→ **Work item**:
In the material below, find each line with the word "struct" and copy it.

[[ Entries shown, beginning ]]

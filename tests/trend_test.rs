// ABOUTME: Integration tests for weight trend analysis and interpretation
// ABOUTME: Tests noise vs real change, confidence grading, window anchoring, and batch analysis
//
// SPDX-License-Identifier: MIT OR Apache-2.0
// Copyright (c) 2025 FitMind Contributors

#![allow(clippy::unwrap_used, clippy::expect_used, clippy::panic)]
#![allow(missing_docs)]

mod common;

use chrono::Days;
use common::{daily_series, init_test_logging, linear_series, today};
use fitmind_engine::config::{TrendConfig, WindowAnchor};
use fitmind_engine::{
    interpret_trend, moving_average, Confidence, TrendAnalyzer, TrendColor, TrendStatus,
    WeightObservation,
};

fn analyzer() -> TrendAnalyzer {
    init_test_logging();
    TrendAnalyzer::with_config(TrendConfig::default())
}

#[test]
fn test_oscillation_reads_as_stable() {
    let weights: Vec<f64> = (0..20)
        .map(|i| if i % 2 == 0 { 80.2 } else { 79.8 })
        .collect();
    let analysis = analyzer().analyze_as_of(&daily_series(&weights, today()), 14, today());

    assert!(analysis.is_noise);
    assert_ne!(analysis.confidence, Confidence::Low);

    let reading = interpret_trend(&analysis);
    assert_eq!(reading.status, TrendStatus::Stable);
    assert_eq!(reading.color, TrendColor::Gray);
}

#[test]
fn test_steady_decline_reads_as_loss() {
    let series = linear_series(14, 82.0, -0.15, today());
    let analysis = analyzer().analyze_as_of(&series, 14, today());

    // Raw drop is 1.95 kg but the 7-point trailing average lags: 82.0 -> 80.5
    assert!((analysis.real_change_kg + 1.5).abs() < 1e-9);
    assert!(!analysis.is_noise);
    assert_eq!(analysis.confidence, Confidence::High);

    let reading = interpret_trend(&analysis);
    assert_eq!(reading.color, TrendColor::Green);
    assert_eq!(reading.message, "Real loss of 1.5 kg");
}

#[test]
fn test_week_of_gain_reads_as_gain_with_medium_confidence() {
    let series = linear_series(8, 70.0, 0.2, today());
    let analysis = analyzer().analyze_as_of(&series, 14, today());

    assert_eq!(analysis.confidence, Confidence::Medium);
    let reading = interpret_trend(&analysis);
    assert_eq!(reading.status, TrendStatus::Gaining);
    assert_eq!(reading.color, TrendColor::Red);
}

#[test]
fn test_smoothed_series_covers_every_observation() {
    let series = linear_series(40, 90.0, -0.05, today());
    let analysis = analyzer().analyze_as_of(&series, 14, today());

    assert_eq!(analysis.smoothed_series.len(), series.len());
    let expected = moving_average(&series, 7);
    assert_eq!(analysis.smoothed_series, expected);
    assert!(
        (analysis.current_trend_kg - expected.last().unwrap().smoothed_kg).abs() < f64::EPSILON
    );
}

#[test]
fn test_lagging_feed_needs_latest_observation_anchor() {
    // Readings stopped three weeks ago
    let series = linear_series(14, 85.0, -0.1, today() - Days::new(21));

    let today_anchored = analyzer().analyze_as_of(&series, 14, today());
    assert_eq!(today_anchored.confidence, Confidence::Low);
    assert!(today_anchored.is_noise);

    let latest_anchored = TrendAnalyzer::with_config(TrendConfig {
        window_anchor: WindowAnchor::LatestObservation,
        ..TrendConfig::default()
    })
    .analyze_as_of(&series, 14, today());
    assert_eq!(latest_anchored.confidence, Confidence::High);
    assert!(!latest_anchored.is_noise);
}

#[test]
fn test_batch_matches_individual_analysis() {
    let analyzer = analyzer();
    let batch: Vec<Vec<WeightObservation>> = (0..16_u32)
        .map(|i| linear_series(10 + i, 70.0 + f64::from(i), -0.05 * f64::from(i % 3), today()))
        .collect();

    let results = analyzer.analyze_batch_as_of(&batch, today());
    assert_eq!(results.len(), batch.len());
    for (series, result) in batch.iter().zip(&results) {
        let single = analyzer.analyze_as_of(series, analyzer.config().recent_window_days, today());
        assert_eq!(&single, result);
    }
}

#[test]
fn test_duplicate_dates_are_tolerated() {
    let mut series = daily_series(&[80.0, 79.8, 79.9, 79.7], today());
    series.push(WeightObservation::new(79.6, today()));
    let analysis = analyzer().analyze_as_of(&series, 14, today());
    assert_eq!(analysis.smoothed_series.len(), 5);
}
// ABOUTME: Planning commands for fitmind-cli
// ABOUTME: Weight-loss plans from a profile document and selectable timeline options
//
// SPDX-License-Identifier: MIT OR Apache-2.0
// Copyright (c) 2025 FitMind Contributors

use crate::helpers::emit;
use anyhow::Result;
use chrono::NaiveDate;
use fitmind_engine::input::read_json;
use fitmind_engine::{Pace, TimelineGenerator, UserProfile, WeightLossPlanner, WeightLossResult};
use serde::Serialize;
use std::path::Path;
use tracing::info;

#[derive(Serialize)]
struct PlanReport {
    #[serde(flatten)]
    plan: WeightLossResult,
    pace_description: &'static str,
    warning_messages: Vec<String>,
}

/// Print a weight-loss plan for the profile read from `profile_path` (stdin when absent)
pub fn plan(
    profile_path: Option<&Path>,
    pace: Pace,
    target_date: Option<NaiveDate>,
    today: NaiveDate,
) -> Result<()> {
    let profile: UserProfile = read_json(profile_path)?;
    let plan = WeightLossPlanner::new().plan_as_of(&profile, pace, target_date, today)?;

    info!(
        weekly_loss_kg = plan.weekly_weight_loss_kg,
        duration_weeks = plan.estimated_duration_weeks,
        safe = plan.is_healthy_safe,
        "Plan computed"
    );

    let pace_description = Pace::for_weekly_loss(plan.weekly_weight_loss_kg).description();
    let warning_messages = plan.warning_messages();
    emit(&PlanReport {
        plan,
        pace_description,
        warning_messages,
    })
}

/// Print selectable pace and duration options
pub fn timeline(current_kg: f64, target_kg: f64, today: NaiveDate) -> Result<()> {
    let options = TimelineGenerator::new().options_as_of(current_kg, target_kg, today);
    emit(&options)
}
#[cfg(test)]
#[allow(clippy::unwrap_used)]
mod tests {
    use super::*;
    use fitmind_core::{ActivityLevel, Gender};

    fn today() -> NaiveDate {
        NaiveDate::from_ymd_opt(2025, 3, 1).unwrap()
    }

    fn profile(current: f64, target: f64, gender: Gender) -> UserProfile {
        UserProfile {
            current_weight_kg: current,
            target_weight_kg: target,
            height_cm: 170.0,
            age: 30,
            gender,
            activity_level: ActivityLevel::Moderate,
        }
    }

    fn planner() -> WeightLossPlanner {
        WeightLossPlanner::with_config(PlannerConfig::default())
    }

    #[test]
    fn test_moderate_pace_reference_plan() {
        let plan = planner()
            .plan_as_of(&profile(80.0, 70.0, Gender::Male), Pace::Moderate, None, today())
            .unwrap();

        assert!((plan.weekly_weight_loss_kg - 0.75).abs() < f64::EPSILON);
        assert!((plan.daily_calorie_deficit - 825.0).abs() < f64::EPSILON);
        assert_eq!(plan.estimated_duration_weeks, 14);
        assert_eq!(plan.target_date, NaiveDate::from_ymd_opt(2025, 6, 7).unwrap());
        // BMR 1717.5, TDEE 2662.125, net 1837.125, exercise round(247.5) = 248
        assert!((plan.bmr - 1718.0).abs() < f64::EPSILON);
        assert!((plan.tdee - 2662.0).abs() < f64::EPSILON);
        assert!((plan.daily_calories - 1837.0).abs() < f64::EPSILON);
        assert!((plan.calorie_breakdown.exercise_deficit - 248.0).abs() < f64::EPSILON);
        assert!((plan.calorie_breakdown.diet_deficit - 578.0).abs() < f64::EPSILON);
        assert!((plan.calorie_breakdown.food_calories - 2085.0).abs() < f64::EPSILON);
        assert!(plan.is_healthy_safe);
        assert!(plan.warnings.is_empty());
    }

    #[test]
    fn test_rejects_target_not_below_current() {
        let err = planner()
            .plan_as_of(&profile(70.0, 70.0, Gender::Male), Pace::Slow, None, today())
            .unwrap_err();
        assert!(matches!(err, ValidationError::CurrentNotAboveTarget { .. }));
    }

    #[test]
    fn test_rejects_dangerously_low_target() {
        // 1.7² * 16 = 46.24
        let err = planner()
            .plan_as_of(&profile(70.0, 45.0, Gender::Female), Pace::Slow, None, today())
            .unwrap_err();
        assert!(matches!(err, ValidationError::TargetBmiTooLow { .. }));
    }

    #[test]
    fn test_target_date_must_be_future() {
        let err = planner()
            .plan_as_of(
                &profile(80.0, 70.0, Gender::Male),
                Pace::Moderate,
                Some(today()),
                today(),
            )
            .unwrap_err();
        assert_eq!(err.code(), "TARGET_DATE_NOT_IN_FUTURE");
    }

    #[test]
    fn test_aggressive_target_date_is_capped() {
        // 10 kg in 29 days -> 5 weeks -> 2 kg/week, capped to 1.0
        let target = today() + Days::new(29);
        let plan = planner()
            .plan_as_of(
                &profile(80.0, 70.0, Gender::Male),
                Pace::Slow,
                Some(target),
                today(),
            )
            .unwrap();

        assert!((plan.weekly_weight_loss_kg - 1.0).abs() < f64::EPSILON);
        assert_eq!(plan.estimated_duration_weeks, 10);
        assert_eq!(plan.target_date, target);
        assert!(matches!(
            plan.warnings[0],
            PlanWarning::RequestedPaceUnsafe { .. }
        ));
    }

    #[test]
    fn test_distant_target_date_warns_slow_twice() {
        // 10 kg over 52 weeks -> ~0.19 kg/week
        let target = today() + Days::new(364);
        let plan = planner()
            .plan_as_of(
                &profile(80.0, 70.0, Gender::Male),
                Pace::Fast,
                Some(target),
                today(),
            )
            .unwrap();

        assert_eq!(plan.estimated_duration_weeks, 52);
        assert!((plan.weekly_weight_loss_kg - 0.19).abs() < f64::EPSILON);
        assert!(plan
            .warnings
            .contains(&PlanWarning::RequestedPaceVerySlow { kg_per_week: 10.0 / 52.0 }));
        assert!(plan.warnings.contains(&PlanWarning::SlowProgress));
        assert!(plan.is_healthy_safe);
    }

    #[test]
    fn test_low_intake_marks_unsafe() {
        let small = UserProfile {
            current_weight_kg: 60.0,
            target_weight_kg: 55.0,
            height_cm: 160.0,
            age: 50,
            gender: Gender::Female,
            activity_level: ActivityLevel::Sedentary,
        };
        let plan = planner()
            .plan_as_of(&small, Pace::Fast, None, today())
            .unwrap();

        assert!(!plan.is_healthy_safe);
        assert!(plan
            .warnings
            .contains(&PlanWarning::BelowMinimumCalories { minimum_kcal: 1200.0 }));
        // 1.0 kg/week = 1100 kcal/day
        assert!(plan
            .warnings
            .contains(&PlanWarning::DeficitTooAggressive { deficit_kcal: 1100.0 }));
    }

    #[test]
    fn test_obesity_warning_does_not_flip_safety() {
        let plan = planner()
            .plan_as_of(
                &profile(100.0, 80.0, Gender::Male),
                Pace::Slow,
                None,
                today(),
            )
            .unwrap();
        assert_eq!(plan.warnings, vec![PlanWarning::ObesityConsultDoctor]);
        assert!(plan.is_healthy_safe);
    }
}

[[ Entries shown, end ]]
[[ Entries shown, beginning ]]

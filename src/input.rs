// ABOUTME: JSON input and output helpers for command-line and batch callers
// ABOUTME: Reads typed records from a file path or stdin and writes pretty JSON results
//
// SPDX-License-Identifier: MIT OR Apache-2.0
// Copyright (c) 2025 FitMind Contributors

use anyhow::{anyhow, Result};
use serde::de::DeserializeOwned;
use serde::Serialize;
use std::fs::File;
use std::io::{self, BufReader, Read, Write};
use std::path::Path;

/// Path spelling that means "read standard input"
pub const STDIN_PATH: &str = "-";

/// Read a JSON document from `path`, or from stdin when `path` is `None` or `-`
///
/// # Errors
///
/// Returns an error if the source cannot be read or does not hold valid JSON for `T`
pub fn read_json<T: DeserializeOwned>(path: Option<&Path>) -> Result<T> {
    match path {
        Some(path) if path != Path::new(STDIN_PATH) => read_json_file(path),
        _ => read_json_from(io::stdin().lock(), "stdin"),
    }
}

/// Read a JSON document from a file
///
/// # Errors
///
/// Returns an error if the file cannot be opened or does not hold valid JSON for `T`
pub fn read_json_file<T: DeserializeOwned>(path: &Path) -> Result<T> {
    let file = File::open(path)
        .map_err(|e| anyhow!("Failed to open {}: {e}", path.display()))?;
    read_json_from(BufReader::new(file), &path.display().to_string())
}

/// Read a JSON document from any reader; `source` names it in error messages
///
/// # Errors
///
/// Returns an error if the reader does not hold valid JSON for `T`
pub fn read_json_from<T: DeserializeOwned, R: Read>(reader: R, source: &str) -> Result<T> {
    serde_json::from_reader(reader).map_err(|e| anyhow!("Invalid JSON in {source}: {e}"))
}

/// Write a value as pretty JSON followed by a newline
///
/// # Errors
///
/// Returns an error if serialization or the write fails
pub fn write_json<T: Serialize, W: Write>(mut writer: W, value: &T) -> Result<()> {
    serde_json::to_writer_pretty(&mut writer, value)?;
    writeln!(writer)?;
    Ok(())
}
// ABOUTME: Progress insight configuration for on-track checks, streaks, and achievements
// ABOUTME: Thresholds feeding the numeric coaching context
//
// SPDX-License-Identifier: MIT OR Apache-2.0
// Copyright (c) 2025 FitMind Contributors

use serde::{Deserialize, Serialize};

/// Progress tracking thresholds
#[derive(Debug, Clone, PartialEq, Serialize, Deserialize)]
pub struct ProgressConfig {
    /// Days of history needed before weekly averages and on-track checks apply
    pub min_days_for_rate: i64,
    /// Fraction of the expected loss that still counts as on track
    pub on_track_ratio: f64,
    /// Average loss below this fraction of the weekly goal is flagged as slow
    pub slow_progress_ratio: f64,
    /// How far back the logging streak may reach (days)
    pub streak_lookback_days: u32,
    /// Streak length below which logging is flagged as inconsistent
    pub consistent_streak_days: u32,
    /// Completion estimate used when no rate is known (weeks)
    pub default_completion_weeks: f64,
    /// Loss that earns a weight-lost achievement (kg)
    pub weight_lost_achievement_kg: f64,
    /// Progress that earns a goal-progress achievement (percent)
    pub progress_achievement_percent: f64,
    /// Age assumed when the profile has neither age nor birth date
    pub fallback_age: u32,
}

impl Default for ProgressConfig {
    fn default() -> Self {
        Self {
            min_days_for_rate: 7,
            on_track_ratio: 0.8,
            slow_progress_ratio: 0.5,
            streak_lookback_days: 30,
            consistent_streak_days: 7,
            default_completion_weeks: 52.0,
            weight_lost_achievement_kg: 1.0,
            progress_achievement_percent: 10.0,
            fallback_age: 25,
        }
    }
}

[[ Entries shown, end ]]
[[ Entries shown, beginning ]]

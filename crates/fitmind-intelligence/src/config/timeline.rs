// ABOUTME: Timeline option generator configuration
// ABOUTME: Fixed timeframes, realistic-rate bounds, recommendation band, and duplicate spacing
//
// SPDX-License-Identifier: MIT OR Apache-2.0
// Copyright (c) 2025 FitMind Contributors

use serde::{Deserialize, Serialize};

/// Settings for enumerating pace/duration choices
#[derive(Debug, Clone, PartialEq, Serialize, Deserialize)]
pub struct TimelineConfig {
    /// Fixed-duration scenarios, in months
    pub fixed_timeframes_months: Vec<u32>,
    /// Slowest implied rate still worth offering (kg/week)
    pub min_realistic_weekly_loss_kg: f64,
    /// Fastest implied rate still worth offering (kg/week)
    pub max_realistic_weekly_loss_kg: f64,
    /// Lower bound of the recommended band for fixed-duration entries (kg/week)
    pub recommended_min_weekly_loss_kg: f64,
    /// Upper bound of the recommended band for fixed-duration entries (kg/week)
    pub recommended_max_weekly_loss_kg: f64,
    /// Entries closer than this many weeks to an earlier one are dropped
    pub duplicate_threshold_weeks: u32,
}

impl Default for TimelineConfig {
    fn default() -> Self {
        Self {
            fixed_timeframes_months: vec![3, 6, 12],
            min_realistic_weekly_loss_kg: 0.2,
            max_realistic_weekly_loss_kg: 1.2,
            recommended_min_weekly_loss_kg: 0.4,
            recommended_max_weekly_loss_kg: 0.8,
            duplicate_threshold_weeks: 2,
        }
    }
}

[[ Entries shown, end ]]

→ **Your response**:
struct PlanReport {
pub struct ProgressConfig {
pub struct TimelineConfig {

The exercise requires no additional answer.